The COVID-19 pandemic has made it clear: the workplace can be dangerous. Workers in some sectors are disproportionately impacted by exposure not only to the virus, as we have seen, but also to violence. The majority of workers in these sectors — healthcare, retail and the hospitality industry — are women.  Many are also immigrants.

Impacts of workplace violence and abuse can be devastating. They take their toll on mental health, cause lost wages through absenteeism and undermine self-confidence and personal agency. These impacts are even harder on newcomer women, who are already dealing with the stresses and isolation caused by life in a new country.

What can be done to help immigrant women escape workplace violence? One of many  important solutions: focus on empowerment.

Financial security, personal autonomy and career mobility are important defenses for all women. When women are financially literate and empowered, they can become financially secure.

Currently, StatsCan reports that only 31 per cent of women consider themselves to be financially knowledgeable. In our experience at Windmill Microlending, where we have spent 16 years lending and teaching financial literacy to immigrants, a much smaller fraction of immigrant women arrive in Canada with the skills to manage their finances or with an understanding of the pathways out of poverty.

Women can only leave abusive workplaces if they have what it takes to change jobs.

Before that’s possible, women need the skills, credentials and experience valued by Canadian employers. They also need the financial literacy to weigh the costs and benefits of different career paths and the mental confidence to uproot themselves and sell their skills to a new employer.

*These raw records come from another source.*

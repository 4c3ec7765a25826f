use std::sync::Arc;

use selector::{Container, OpacityHandle, PresentationPort};
use tracing::debug;
use winit::window::Window;

const TITLE: &str = "skyfield";

fn container_label(container: Container) -> &'static str {
    match container {
        Container::GpuCanvas => "gpu",
        Container::Canvas => "canvas",
        Container::Lite => "lite",
    }
}

/// Which containers are shown and how opaque the backdrop is.
#[derive(Debug, Clone, Default, PartialEq)]
pub struct Presentation {
    shown: Vec<Container>,
    opacity: f32,
}

impl Presentation {
    pub fn show(&mut self, container: Container) {
        if !self.shown.contains(&container) {
            self.shown.push(container);
        }
    }

    pub fn hide(&mut self, container: Container) {
        self.shown.retain(|shown| *shown != container);
    }

    pub fn shown(&self) -> &[Container] {
        &self.shown
    }

    pub fn set_opacity(&mut self, opacity: f32) {
        self.opacity = opacity.clamp(0.0, 1.0);
    }

    pub fn opacity(&self) -> f32 {
        self.opacity
    }

    pub fn title(&self) -> String {
        if self.shown().is_empty() {
            return TITLE.to_string();
        }
        let labels: Vec<&str> = self.shown().iter().copied().map(container_label).collect();
        format!("{TITLE} [{}]", labels.join(", "))
    }
}

/// Presentation port backed by the backdrop window. Opacity is shared with
/// the backends, which fold it into every frame they draw.
pub struct WindowPresenter {
    window: Arc<Window>,
    opacity: OpacityHandle,
    state: Presentation,
}

impl WindowPresenter {
    pub fn new(window: Arc<Window>, opacity: OpacityHandle) -> Self {
        Self {
            window,
            state: Presentation {
                shown: Vec::new(),
                opacity: opacity.get(),
            },
            opacity,
        }
    }

    fn sync_title(&self) {
        self.window.set_title(&self.state.title());
    }
}

impl PresentationPort for WindowPresenter {
    fn show(&mut self, container: Container) {
        self.state.show(container);
        self.sync_title();
    }

    fn hide(&mut self, container: Container) {
        self.state.hide(container);
        self.sync_title();
    }

    fn set_opacity(&mut self, opacity: f32) {
        self.state.set_opacity(opacity);
        debug!(opacity = self.state.opacity(), "backdrop opacity");
        self.opacity.set(opacity);
        self.window.request_redraw();
    }
}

Windmill Microlending has partnered with Toronto-based Up With Women to help immigrant women increase their financial security, their confidence and their career mobility. Up With Women provides one-to-one coaching with vulnerable women to help them gain the confidence to restart their careers after experiencing violence or homelessness.

Windmill provides affordable loans, coaching supports and mentorship to help immigrants and refugees achieve the same goal – professional mobility and financial empowerment.  Windmill’s clients grow their incomes more than three-fold on average, while they learn to manage debt, and gain the Canadian credentials and confidence they need to escape survival jobs and violent workplaces.

Our organizations are only scratching the surface.

Each year, Canada is welcoming hundreds of thousands of immigrants, and too often, they get caught in “survival” jobs where violence goes undetected.

We can each take steps to stop violence in the workplace by empowering the women most likely to be its victims. Support a local women’s shelter, volunteer your time as a mentor for a new Canadian, advocate for support in your own workplace or join a giving circle to support immigrant women escaping violence.

Immigrant women came to Canada to lead better lives, not suffer in abusive workplaces. It’s up to the rest of us to make it clear that workplace violence is unacceptable, and community resources exist to help women recover, gain confidence, and find new employment where appropriate.